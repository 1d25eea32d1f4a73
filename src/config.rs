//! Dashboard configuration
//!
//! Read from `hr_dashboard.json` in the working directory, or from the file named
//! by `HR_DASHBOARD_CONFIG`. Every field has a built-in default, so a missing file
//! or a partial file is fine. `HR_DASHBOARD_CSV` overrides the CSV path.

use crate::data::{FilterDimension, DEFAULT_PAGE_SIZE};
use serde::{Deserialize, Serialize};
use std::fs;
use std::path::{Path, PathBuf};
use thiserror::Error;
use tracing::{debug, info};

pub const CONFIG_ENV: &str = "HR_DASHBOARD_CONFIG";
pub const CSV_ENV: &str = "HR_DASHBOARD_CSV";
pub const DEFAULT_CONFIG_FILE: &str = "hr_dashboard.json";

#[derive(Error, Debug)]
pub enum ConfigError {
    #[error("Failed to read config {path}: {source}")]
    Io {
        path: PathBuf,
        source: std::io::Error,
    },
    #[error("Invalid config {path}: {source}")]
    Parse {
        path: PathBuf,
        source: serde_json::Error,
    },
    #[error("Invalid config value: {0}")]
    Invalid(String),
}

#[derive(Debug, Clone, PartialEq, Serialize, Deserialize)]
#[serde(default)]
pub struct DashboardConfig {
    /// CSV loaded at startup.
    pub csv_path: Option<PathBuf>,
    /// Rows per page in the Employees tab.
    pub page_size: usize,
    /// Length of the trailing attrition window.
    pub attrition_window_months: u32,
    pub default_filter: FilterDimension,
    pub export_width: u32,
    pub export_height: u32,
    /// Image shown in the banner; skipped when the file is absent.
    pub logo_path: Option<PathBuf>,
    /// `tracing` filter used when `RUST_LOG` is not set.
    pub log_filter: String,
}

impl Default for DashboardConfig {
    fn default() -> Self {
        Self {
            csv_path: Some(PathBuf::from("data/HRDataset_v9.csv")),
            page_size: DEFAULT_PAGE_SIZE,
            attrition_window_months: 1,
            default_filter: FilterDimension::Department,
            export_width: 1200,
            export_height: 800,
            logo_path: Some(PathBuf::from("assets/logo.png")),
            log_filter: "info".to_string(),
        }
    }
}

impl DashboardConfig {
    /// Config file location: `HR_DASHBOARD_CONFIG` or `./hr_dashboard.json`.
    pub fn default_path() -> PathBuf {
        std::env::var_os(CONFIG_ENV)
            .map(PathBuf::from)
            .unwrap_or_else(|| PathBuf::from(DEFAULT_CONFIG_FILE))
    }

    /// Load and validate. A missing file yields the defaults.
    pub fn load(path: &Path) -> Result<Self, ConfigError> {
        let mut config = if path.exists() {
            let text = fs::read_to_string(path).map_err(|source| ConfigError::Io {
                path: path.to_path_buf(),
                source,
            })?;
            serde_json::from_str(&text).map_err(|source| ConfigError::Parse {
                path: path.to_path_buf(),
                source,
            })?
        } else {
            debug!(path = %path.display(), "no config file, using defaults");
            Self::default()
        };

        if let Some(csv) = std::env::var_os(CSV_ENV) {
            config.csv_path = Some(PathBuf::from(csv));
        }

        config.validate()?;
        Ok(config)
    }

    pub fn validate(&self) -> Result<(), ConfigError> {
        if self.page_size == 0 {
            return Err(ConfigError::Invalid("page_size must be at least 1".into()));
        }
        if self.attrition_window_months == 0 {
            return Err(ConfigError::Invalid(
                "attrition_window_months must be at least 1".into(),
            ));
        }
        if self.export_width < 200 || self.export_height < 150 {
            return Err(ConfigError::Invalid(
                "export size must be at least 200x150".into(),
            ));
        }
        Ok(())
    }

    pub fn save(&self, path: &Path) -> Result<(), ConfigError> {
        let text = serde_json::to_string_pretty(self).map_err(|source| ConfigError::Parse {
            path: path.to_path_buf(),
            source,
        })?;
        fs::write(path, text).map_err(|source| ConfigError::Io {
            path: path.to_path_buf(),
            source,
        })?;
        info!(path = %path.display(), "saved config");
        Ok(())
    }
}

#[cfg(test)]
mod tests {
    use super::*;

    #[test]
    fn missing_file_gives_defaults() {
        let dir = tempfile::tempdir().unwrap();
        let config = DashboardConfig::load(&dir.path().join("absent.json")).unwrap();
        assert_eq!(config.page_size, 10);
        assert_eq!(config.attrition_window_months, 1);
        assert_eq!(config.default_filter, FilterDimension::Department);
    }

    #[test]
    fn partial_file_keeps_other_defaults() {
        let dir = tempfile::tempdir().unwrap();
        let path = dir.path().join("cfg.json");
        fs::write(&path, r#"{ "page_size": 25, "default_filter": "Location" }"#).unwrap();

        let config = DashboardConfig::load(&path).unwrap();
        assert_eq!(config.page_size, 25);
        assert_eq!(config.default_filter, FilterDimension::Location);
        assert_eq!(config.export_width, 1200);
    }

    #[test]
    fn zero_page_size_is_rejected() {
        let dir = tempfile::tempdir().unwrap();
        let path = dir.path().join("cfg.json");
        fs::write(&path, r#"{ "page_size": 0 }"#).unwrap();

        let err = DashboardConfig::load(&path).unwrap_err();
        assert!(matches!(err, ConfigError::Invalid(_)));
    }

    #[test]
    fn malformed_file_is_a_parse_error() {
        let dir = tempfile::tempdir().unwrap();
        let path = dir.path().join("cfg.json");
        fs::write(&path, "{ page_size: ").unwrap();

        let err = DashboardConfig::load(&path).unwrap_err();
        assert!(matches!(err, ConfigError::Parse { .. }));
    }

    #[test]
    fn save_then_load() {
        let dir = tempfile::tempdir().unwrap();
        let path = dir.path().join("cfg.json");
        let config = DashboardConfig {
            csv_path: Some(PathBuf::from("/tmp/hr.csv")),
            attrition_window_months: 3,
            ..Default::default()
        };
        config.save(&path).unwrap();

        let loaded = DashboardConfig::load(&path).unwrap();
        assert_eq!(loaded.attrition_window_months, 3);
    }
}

*What you will do:*
Your reply should hold every line from the data that contains "Result", copied in full.

*Task solution:*
    pub fn load(path: &Path) -> Result<Self, ConfigError> {
    pub fn validate(&self) -> Result<(), ConfigError> {
    pub fn save(&self, path: &Path) -> Result<(), ConfigError> {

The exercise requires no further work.